Jordan,
I have been adhering to my daily caloric intake with no problem but I did have a question regarding pre and post workout carbs. The way my schedule works it makes it difficult for me to eat carbs around that time, I sometimes can, but most of the time I have them later in the evening. Is this worth trying to switch around so I can “bracket” most of my carbs around my pre and post workout and keeping fat intake low as well? If I’m adhering to my daily caloric needs just fine and getting all the basic essentials, would you still recommend changing the carbs around or would it not matter enough to make a significant difference in the long-term. I usually feel like I have enough energy for lifting as well, not a lot of problems with low energy during the day…
I don’t think it matters that much, especially if you’ve had other meals prior to working out. I guess my main question is, why can’t you eat carbs at the meals pre and post workout?
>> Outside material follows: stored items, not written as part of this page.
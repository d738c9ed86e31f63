//! Handlers for the `/jobs` resource.
//!
//! All endpoints require authentication via [`AuthUser`]. Jobs are shared
//! across users; the caller is recorded in logs only.

use axum::extract::{Path, Query, State};
use axum::http::StatusCode;
use axum::response::IntoResponse;
use axum::Json;
use bigshot_core::job_type::JobType;
use bigshot_core::types::DbId;
use bigshot_core::work::{TaskPayload, DEFAULT_CLEANUP_DAYS};
use bigshot_db::models::job::JobListQuery;
use serde::Deserialize;
use validator::Validate;

use crate::error::AppResult;
use crate::middleware::auth::AuthUser;
use crate::response::DataResponse;
use crate::state::AppState;

// ---------------------------------------------------------------------------
// Request types
// ---------------------------------------------------------------------------

/// Body of `POST /api/v1/jobs`.
///
/// Only `domain_enumeration` reads `domains`, `sources` and `options`;
/// only `data_cleanup` reads `days_old`.
#[derive(Debug, Deserialize, Validate)]
pub struct StartJobRequest {
    #[serde(rename = "type")]
    pub job_type: JobType,
    #[serde(default)]
    #[validate(length(max = 100, message = "At most 100 domains per job"))]
    pub domains: Vec<String>,
    #[serde(default = "default_sources")]
    #[validate(length(min = 1, message = "At least one source is required"))]
    pub sources: Vec<String>,
    #[serde(default)]
    pub options: serde_json::Value,
    #[serde(default = "default_days_old")]
    #[validate(range(min = 1, max = 3650))]
    pub days_old: u32,
}

fn default_sources() -> Vec<String> {
    vec![bigshot_worker::sources::CRTSH.to_string()]
}

fn default_days_old() -> u32 {
    DEFAULT_CLEANUP_DAYS
}

impl StartJobRequest {
    /// The task payload this request describes. Domains are trimmed and
    /// lower-cased; full validation happens in the dispatcher.
    pub fn into_payload(self) -> TaskPayload {
        match self.job_type {
            JobType::DomainEnumeration => TaskPayload::DomainEnumeration {
                targets: self
                    .domains
                    .iter()
                    .map(|d| d.trim().to_lowercase())
                    .filter(|d| !d.is_empty())
                    .collect(),
                sources: self.sources,
                options: self.options,
            },
            JobType::DataNormalization => TaskPayload::DataNormalization,
            JobType::DataDeduplication => TaskPayload::DataDeduplication,
            JobType::DataCleanup => TaskPayload::DataCleanup {
                days_old: self.days_old,
            },
        }
    }
}

// ---------------------------------------------------------------------------
// Start
// ---------------------------------------------------------------------------

/// POST /api/v1/jobs
///
/// Create a job and queue its task. Returns 202 with the `pending` job;
/// a queue failure returns 503 and leaves the job `failed`.
pub async fn start_job(
    auth: AuthUser,
    State(state): State<AppState>,
    Json(input): Json<StartJobRequest>,
) -> AppResult<impl IntoResponse> {
    input.validate()?;
    let job = state.dispatcher.dispatch(input.into_payload()).await?;

    tracing::info!(
        job_id = job.id,
        job_type = %job.job_type,
        user_id = auth.user_id,
        "Job started",
    );

    Ok((StatusCode::ACCEPTED, Json(DataResponse { data: job })))
}

// ---------------------------------------------------------------------------
// Reads
// ---------------------------------------------------------------------------

/// GET /api/v1/jobs
///
/// Supports `status`, `type`, `target`, `page` and `per_page` query
/// parameters. Newest first.
pub async fn list_jobs(
    _auth: AuthUser,
    State(state): State<AppState>,
    Query(params): Query<JobListQuery>,
) -> AppResult<impl IntoResponse> {
    let page = state.query.list(&params).await?;
    Ok(Json(DataResponse { data: page }))
}

/// GET /api/v1/jobs/{id}
pub async fn get_job(
    _auth: AuthUser,
    State(state): State<AppState>,
    Path(job_id): Path<DbId>,
) -> AppResult<impl IntoResponse> {
    let job = state.query.get_job(job_id).await?;
    Ok(Json(DataResponse { data: job }))
}

/// GET /api/v1/jobs/{id}/status
///
/// The job plus live task state (omitted if the queue cannot be reached)
/// and an estimated completion time.
pub async fn job_status(
    _auth: AuthUser,
    State(state): State<AppState>,
    Path(job_id): Path<DbId>,
) -> AppResult<impl IntoResponse> {
    let view = state.query.status(job_id).await?;
    Ok(Json(DataResponse { data: view }))
}

/// GET /api/v1/jobs/{id}/task-status
pub async fn task_status(
    _auth: AuthUser,
    State(state): State<AppState>,
    Path(job_id): Path<DbId>,
) -> AppResult<impl IntoResponse> {
    let view = state.query.task_status(job_id).await?;
    Ok(Json(DataResponse { data: view }))
}

/// GET /api/v1/jobs/{id}/logs
pub async fn job_logs(
    _auth: AuthUser,
    State(state): State<AppState>,
    Path(job_id): Path<DbId>,
) -> AppResult<impl IntoResponse> {
    let logs = state.query.logs(job_id).await?;
    Ok(Json(DataResponse { data: logs }))
}

/// GET /api/v1/jobs/{id}/results
///
/// 409 unless the job has completed.
pub async fn job_results(
    _auth: AuthUser,
    State(state): State<AppState>,
    Path(job_id): Path<DbId>,
) -> AppResult<impl IntoResponse> {
    let results = state.query.results(job_id).await?;
    Ok(Json(DataResponse { data: results }))
}

/// GET /api/v1/jobs/stats
pub async fn job_stats(
    _auth: AuthUser,
    State(state): State<AppState>,
) -> AppResult<impl IntoResponse> {
    let stats = state.query.stats().await?;
    Ok(Json(DataResponse { data: stats }))
}

// ---------------------------------------------------------------------------
// Cancel
// ---------------------------------------------------------------------------

/// POST /api/v1/jobs/{id}/cancel
///
/// Cancel a pending or running job and revoke its task. Returns the
/// cancelled job; 409 if the job already finished.
pub async fn cancel_job(
    auth: AuthUser,
    State(state): State<AppState>,
    Path(job_id): Path<DbId>,
) -> AppResult<impl IntoResponse> {
    let job = state.cancellation.cancel(job_id).await?;

    tracing::info!(job_id, user_id = auth.user_id, "Job cancelled");

    Ok(Json(DataResponse { data: job }))
}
Well I work from 3-10 PM and I don’t have access to a gym after then, I have been training at 12 PM usually, just the whole pandemic situation made me think I should train in my parents basement which is a ways away from where I live but I sometimes can eat my lunch with a lot of carbs if I have time left over. I have usually been fine to do that when the gyms were still open but the main thing is breakfast because I have it before I train. Oats make my stomach upset as well as any kind of excess dairy or milk products. Would cereal be fine with almond milk? I try to stick to whole grains most of the time and was hesitant to eat cereal every day because it would take up a lot of carbs that were not whole grains unless I ate like Raisin Bran or oatmeal squares. Would it just be better to take a lactase pill if I can’t handle dairy?
Cereal would be fine, as would really any type of carbohydrate…provided your total fiber ends up being on point.
You could take a lactase pill if you’re wanting to consume dairy, otherwise you could consume non dairy products and no lactase pill.